Para el club de la capital es un déjà vu incómodo. La temporada pasada ya fue la única entidad de la Serie A sin patrocinador principal en el pecho. Encontró en Polymarket una solución tardía, firmada en abril de 2026, con un contrato por dos campañas y opción para extenderlo hasta 2028-29. Sobre el papel, un negocio redondo: dinero fresco, visibilidad global, un socio tecnológico en auge.

La realidad regulatoria italiana lo ha dinamitado.

De “mercado de predicciones” a página de apuestas

El núcleo del conflicto está en cómo se define Polymarket. La empresa intentó presentarse ante las autoridades como un “mercado de predicciones”, un espacio donde los usuarios intercambian cuotas y expectativas sobre eventos futuros. Italia lo ha visto de otra manera.

La Agenzia delle Dogane e dei Monopoli (ADM), el organismo que controla aduanas y monopolios en el país, ha sido tajante: para ellos, Polymarket es una página de apuestas. Y en Italia la publicidad de juego y apuestas está sometida a una de las normativas más estrictas de Europa.

Polymarket recurrió. Perdió. Con la derrota legal llegó el golpe definitivo: el bloqueo de acceso a la web desde territorio italiano. A partir de ese momento, mantener el logo en el pecho de la camiseta de Lazio dejó de ser solo un tema comercial.

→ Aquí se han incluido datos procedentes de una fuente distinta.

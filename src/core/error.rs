//! Error handling and error types for the collective primitives.
//!
//! The reduction itself treats every failure as fatal, but the conditions
//! that lead there are modelled as a regular `Result` so that configuration
//! loading, transports and the fallible reduction entry point can propagate
//! them with `?`.

use crate::core::network::CollStatus;
use std::io;
use thiserror::Error;

/// Main error type for the crate.
#[derive(Error, Debug)]
pub enum CollectiveError {
    /// The transport reported a non-success status for a collective call
    #[error("{message} (status: {status:?})")]
    Transport { status: CollStatus, message: String },

    /// The caller supplied fewer elements than the declared count
    #[error("Reduction buffer too short: count {count}, length {length}")]
    BufferTooShort { count: usize, length: usize },

    /// Gather output does not match ranks times count
    #[error("Staging size mismatch: expected {expected}, got {actual}")]
    StagingSizeMismatch { expected: usize, actual: usize },

    /// Configuration and validation errors
    #[error("Configuration error: {message}")]
    Config { message: String },

    /// Invalid input parameters
    #[error("Invalid parameter: {parameter} = {value}, {reason}")]
    InvalidParameter {
        parameter: String,
        value: String,
        reason: String,
    },

    /// File I/O errors
    #[error("I/O error: {source}")]
    IO {
        #[from]
        source: io::Error,
    },

    /// JSON serialization errors
    #[error("JSON error: {source}")]
    Json {
        #[from]
        source: serde_json::Error,
    },
}

/// Type alias for Results using CollectiveError
pub type Result<T> = std::result::Result<T, CollectiveError>;

impl CollectiveError {
    /// Create a transport error for a failed collective call
    pub fn transport<S: Into<String>>(status: CollStatus, message: S) -> Self {
        CollectiveError::Transport {
            status,
            message: message.into(),
        }
    }

    /// Create a configuration error
    pub fn config<S: Into<String>>(message: S) -> Self {
        CollectiveError::Config {
            message: message.into(),
        }
    }

    /// Create an invalid parameter error
    pub fn invalid_parameter<P: Into<String>, V: Into<String>, R: Into<String>>(
        parameter: P,
        value: V,
        reason: R,
    ) -> Self {
        CollectiveError::InvalidParameter {
            parameter: parameter.into(),
            value: value.into(),
            reason: reason.into(),
        }
    }

    /// Whether the error came out of the transport layer
    pub fn is_transport(&self) -> bool {
        matches!(self, CollectiveError::Transport { .. })
    }
}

Se convirtió en un problema de cumplimiento normativo.

Para un club que compite en el escaparate de la Serie A y que vive bajo el escrutinio constante de la FIGC y de los reguladores nacionales, el margen de maniobra era mínimo.

Un divorcio pactado… y pagado

Lazio ha querido vestir la ruptura con un tono institucional y conciliador. En su comunicado, el club subraya que la rescisión llega “en un espíritu de mutua cooperación” y que el acuerdo permite cerrar anticipadamente la relación “salvaguardando los intereses de ambas partes”, a la luz de las nuevas medidas adoptadas por las autoridades competentes.

El punto clave está en el dinero. Como parte del acuerdo de liquidación, Polymarket abonará a S.S. Lazio la totalidad de la cantidad pactada para la temporada 2026/27. Es decir, el club cobrará lo que tenía previsto para este curso, pese a la ruptura del contrato.

No es un detalle menor. En un contexto en el que la mayoría de clubes italianos exprimen cada euro de patrocinio para cuadrar cuentas, garantizar ese ingreso sin tener ya la obligación de seguir exhibiendo la marca supone un pequeño balón de oxígeno.

El comunicado insiste también en el tono de respeto entre las partes, remarcando que la relación se ha mantenido “de mutuo respeto y cooperación” y que el diálogo institucional continúa abierto. Y deja una puerta entornada al futuro: si el marco regulatorio cambia, Lazio y Polymarket “verán con buenos ojos” la posibilidad de retomar la alianza.

Hoy, sin embargo, el presente es otro.

Una camiseta, muchas preguntas

La imagen del Stadio Olimpico con la camiseta celeste limpia, sin marca comercial en el pecho, se ha convertido casi en un símbolo involuntario. En un fútbol dominado por acuerdos con casas de apuestas, criptoempresas y plataformas digitales, Lazio vuelve a navegar a contracorriente.

El club necesita un patrocinador principal. Deportivamente compite con rivales que maximizan cada activo comercial; financieramente, cada temporada sin un socio de primer nivel en la camiseta abre una brecha con los gigantes de la liga.

La apuesta por Polymarket pretendía cerrar esa herida. La legislación italiana la ha reabierto de golpe.

Mientras en el césped se escriben otras historias —goles como el de Fisayo Dele-Bashiru en el Olímpico o duelos intensos como los de Matteo Cancellieri en el derbi—, en los despachos de Formello la batalla es diferente: encontrar un patrocinador potente que, esta vez, no choque con un marco legal cada vez más inflexible.

La camiseta está libre. La cuestión es cuánto tiempo puede permitirse Lazio seguir así en una Serie A donde cada centímetro de tela se ha convertido en territorio de alto valor económico.